My life has been filled with bad decisions.  As well as good.  But the moments of caution ignored.  I reflect on my youthful actions, and marvel that I still enjoy life.  I have been guarded and protected for reasons only explained for me with Supernatural explanations.

And I am a guy.  I somehow think I can avoid instructions and directions.  I will learn as I struggle.  Of course I will also assemble a kit and finish the job with leftover pieces.  Oh please work.  Please, please, please.  I was once a professional cook.  Recipe?  Really.  Yes really.  And I made many a covered dish to share with friends, neighbors, church suppers and the like.  I even had my own restaurant.  “Bob, that was great!  Can I have your recipe?”  Why sure.  Knowing full well that the requester would probably never make the dish again I would fumble through a written copy.

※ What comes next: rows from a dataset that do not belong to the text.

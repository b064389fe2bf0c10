//! HTTP-specific constants for the x402 protocol.

pub use w402::proto::{PAYMENT_REQUIRED_HEADER, PAYMENT_SIGNATURE_HEADER, X_PAYMENT_HEADER};

/// Header carrying a V2 settlement receipt (server to client).
pub const PAYMENT_RESPONSE_HEADER: &str = "PAYMENT-RESPONSE";

/// Header carrying a V1 settlement receipt (server to client).
pub const X_PAYMENT_RESPONSE_HEADER: &str = "X-PAYMENT-RESPONSE";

What is remarkable is that instructions actually have a purpose.  No I am serious.  There is a reason to do things in order and according to design, as written on the sides of boxes and bottles, and assembly guides.  That does not mean that I am loyal to this process, but today, this morning I actually followed some instructions.  I did it to prove that I did not need to.  I did it because I was certain the guidelines were without purpose.  I am only 62, I can learn, but I can also use my vast knowledge to debunk the myth.

So I find myself in the shower.  Nothing unusual.  But the morning was cold, and I was particularly stiff and achy.  So I decided to linger under the warm streams of water.  The lower back was truly a beneficiary of this extended time.  And then I had a Serendipity moment.  As I shampoo my head, I laugh and said these words aloud.. or I think I said them.

Lather, Rinse, Repeat.

When have I ever done that?  When I had hair and went to a salon, the barber would do that for me.  But in my alone time, with no accountability to follicle maintenance, when did I do that complete process last.  Lather, Rinse, Repeat.  What a waste.  But today was a breakthrough moment.  I mean I wanted to linger in the shower for wet hot therapy anyway… Go for it.  Grab your roots and follicles by the roots and follicles.

So I did what I always have done.  I lathered and rinsed.  And then as if possessed I repeated.  Breaking new ground.  I lathered again.  And oh my.  The suds exploded on my scalp.  There was a new tingle on my balding dome.  No exaggeration, it was a moment of invigoration.  It was so wonderful I had to Google “lather, rinse, repeat”.

And what do I learn.  I am not just involved in a hair cleansing process anymore.  “The idea of the first step is not to wash your hair, but rather to clean your scalp and remove the sebum (oil) and product that has accumulated since your last shampoo.”  I was, it appears a sebum factory.

I did NOT know this until I rinsed and repeated.  And during the second step my head felt so good.  And frankly, I am writing this on Sunday evening, and I think my scalp still tingles in a very good way.

I am now inspired to investigate the sides of boxes.  Well maybe not.  Because how hard can the recipe for Kraft Macaroni and Cheese in the blue box be?